This is a big improvement, so we shall adopt it. In the model with log(density) there is no evidence of overdispersion (residual deviance = 5.67 on 6 d.f.), whereas the lack of fit introduced by the curvature in our first model caused substantial overdispersion (residual deviance = 22.09 on 6 d.f.).

Model checking involves the use of plot(model2). As you will see, there is no pattern in the residuals against the fitted values, and the normal plot is reasonably linear. Point no. 4 is highly influential (it has a large Cook's distance), but the model is still significant with this point omitted.

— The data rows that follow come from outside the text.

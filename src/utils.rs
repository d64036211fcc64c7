use crate::api_client::StatRecord;
use crate::regions::COUNTRY_CODE;

pub const ABOUT_TEXT: &str = "Made with <3 by Gopikrishnan K\n\n\
Catch me here: github.com/SuperGops7\n\n\
Powered by the wonderful people at https://api.covid19india.org/";

pub const HELP_HEADER: &str = "The states/UT and their codes are as follows:";

pub fn region_prefix(code: &str, name: &str) -> String {
    if code == COUNTRY_CODE {
        "Across the country,".to_string()
    } else {
        format!("In the state of {},", name)
    }
}

pub fn format_stats_message(prefix: &str, record: &StatRecord) -> String {
    let (date, time) = record
        .last_updated
        .split_once(' ')
        .unwrap_or((record.last_updated.as_str(), ""));

    format!(
        "{} as of {}, on {}, there have been {} cases reported, of which {} people have been reported to be dead, with {} having recovered from the Novel COVID-19.",
        prefix, time, date, record.active, record.deaths, record.recovered
    )
}

pub fn format_emergency(phone: &str) -> String {
    format!("For any emergency, contact: {}", phone)
}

We conclude that the proportion of animals that are males increases significantly with increasing density, and that the logistic model is linearized by logarithmic transformation of the explanatory variable (population density). We finish by drawing the fitted line though the scatterplot:

windows(7,7)

xv <- seq(0,6,0.01)

 		

yv <- predict(model2,list(density=exp(xv)),type="response")

 		

plot(log(density),p,ylab="Proportion male",pch=16,col="blue")

lines(xv,yv,col="red")

Note the use of type="response" to back-transform from the logit scale to the S-shaped proportion scale.

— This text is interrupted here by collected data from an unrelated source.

//! Turns a region code into the pair of replies sent for `/stats`.

use crate::api_client::StatsSource;
use crate::error::ComposeError;
use crate::regions;
use crate::utils::{format_emergency, format_stats_message, region_prefix};

#[derive(Debug, Clone, PartialEq, Eq)]
pub struct StatsReport {
    pub info: String,
    pub emergency: String,
}

/// `code` is matched case-insensitively but echoed back as typed.
pub async fn compose(source: &dyn StatsSource, code: &str) -> Result<StatsReport, ComposeError> {
    let normalized = code.to_uppercase();
    let region = regions::lookup(&normalized);
    // Unknown codes resolve to a blank name, which never matches a record.
    let name = region.map(|r| r.name).unwrap_or_default();

    let snapshot = source.fetch_snapshot().await?;
    let prefix = region_prefix(&normalized, name);

    match (region, snapshot.find_state(name)) {
        (Some(region), Some(record)) => Ok(StatsReport {
            info: format_stats_message(&prefix, record),
            emergency: format_emergency(region.phone),
        }),
        _ => Err(ComposeError::RegionNotFound {
            code: code.to_string(),
            prefix,
        }),
    }
}

/// Flatten a compose result into `(info, emergency)` chat texts.
///
/// A fetch failure fills both slots with the error text; an unknown region
/// leaves the emergency slot empty.
pub fn render(result: Result<StatsReport, ComposeError>) -> (String, String) {
    match result {
        Ok(report) => (report.info, report.emergency),
        Err(ComposeError::Fetch(e)) => {
            let text = e.to_string();
            (text.clone(), text)
        }
        Err(e @ ComposeError::RegionNotFound { .. }) => (e.to_string(), String::new()),
    }
}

16.5.2 Estimating LD50 and LD90 from bioassay data

The data consist of numbers dead and initial batch size for five doses of pesticide application, and we wish to know what dose kills 50% of the individuals (or 90% or 95%, as required). The tricky statistical issue is that one is using a value of y (50% dead) to predict a value of x (the relevant dose) and to work out a standard error on the x axis.

data <- read.table("c:\\temp\\bioassay.txt",header=T)

attach(data)

names(data)
[1] "dose" "dead" "batch"

The logistic regression is carried out in the usual way:

y <- cbind(dead,batch-dead)

 		

model <- glm(y∼log(dose),binomial)

Then the function dose.p from the MASS library is run with the model object, specifying the proportions killed for which we want the predicted log(doses) (p = 0.5 is the default for LD50):

library(MASS)

dose.p(model,p=c(0.5,0.9,0.95))
	Dose	SE

p = 0.50: 2.306981 0.07772065

p = 0.90: 3.425506 0.12362080

p = 0.95: 3.805885 0.15150043

Despite the label ‘Dose’, the output shows the logs of the doses associated with kills of LD50, LD90 and LD95, along with their standard errors.

16.5.3 Proportion data with categorical explanatory variables

This next example concerns the germination of seeds of two genotypes of the parasitic plant Orobanche and two extracts from host plants (bean and cucumber) that were used to stimulate germination. It is a two-way factorial analysis of deviance.

germination <- read.table("c:\\temp\\germination.txt",header=T)

attach(germination)

names(germination)
[1] "count" "sample" "Orobanche" "extract"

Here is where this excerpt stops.